§ **Try it**:
Filter the records below down to lines containing "node".

Dataset excerpts:
──────

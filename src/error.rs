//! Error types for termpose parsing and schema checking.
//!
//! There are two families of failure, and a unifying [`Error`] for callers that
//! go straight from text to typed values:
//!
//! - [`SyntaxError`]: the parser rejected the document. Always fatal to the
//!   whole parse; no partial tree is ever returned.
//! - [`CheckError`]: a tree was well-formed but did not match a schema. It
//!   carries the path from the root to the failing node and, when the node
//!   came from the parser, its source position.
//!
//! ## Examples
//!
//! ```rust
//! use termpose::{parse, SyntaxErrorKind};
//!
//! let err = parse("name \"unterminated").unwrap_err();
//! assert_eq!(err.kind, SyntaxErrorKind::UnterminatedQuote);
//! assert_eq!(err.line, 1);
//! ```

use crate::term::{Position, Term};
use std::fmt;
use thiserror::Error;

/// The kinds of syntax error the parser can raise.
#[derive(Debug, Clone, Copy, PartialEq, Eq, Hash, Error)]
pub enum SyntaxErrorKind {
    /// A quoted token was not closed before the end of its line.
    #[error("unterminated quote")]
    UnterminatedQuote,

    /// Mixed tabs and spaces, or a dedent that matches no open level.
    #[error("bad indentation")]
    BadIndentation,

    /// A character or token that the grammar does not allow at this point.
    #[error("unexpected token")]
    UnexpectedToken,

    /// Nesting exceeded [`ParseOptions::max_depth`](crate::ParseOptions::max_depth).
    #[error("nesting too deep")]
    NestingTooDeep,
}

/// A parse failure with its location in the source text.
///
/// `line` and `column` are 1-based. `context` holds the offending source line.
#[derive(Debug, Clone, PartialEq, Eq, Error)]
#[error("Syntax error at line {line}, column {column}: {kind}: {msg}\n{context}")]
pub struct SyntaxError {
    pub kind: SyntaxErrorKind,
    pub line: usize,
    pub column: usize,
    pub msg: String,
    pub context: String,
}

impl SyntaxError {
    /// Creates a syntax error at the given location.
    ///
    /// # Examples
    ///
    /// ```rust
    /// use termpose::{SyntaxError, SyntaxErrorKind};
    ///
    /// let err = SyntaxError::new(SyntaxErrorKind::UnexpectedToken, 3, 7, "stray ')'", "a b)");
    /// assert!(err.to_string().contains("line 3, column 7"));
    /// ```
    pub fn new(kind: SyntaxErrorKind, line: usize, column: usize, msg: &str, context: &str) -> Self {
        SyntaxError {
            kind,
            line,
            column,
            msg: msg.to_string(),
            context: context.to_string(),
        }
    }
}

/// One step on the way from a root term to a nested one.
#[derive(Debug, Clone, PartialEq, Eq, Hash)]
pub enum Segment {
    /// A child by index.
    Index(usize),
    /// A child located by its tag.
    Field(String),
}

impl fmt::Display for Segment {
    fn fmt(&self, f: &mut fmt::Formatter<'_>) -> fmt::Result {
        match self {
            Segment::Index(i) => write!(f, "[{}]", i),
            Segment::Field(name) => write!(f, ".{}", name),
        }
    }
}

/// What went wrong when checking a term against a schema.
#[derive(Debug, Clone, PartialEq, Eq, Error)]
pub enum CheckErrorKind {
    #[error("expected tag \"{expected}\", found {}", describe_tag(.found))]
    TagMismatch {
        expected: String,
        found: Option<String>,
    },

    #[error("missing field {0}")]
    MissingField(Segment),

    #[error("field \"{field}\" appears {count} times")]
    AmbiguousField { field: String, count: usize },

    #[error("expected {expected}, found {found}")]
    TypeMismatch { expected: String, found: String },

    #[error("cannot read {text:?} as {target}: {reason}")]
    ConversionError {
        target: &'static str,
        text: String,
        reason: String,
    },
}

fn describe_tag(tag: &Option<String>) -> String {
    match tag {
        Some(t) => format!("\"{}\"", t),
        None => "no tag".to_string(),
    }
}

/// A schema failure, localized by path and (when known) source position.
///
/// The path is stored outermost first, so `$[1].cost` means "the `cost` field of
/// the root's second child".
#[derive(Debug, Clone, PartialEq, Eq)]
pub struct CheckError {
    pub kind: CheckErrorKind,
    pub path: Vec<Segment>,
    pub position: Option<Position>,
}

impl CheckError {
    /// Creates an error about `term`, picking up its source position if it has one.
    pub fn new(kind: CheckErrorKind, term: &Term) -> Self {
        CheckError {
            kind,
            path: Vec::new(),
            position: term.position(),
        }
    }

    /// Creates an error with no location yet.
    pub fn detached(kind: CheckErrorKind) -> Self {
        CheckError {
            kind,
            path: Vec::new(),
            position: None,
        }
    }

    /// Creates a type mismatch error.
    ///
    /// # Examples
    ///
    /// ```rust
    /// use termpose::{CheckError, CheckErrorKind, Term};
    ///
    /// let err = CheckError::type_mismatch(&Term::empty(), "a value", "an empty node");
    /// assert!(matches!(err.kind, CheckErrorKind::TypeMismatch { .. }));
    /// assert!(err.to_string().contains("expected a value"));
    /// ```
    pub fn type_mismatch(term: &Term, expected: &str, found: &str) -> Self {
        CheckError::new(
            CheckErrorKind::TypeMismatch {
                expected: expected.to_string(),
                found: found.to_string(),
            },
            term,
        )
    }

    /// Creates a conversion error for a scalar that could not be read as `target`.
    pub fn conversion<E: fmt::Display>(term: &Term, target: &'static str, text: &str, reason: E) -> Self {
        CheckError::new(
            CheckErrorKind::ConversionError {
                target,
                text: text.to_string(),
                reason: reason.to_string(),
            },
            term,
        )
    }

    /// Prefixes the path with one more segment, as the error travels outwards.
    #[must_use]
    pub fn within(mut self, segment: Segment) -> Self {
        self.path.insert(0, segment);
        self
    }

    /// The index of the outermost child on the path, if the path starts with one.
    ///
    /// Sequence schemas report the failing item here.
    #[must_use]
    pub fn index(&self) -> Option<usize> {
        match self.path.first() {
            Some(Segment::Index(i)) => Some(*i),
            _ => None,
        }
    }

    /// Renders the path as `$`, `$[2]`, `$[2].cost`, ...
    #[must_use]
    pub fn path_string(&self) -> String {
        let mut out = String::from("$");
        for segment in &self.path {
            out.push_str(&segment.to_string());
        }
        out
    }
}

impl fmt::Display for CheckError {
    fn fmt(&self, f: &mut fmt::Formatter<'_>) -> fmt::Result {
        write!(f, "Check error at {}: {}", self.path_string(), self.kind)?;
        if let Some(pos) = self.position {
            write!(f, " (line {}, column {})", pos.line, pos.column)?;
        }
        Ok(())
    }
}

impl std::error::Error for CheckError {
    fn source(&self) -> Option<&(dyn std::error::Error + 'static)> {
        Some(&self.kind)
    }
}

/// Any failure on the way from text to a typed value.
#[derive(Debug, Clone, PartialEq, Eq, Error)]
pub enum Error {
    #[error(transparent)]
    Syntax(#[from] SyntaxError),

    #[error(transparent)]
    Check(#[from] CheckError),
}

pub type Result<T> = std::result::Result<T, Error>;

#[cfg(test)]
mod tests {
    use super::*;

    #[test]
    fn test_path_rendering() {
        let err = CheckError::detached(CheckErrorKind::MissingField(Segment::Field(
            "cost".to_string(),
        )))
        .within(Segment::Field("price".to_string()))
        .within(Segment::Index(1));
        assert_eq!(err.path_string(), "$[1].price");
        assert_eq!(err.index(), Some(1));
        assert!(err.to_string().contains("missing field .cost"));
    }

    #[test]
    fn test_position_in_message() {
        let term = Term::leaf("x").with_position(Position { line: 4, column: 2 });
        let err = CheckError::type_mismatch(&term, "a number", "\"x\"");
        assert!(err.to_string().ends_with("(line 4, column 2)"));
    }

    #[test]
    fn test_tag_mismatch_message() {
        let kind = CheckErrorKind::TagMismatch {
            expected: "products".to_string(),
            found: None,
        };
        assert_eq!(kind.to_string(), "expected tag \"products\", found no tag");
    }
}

──────

§ **Finished exercise**:
//!   carries the path from the root to the failing node and, when the node
    /// let err = CheckError::type_mismatch(&Term::empty(), "a value", "an empty node");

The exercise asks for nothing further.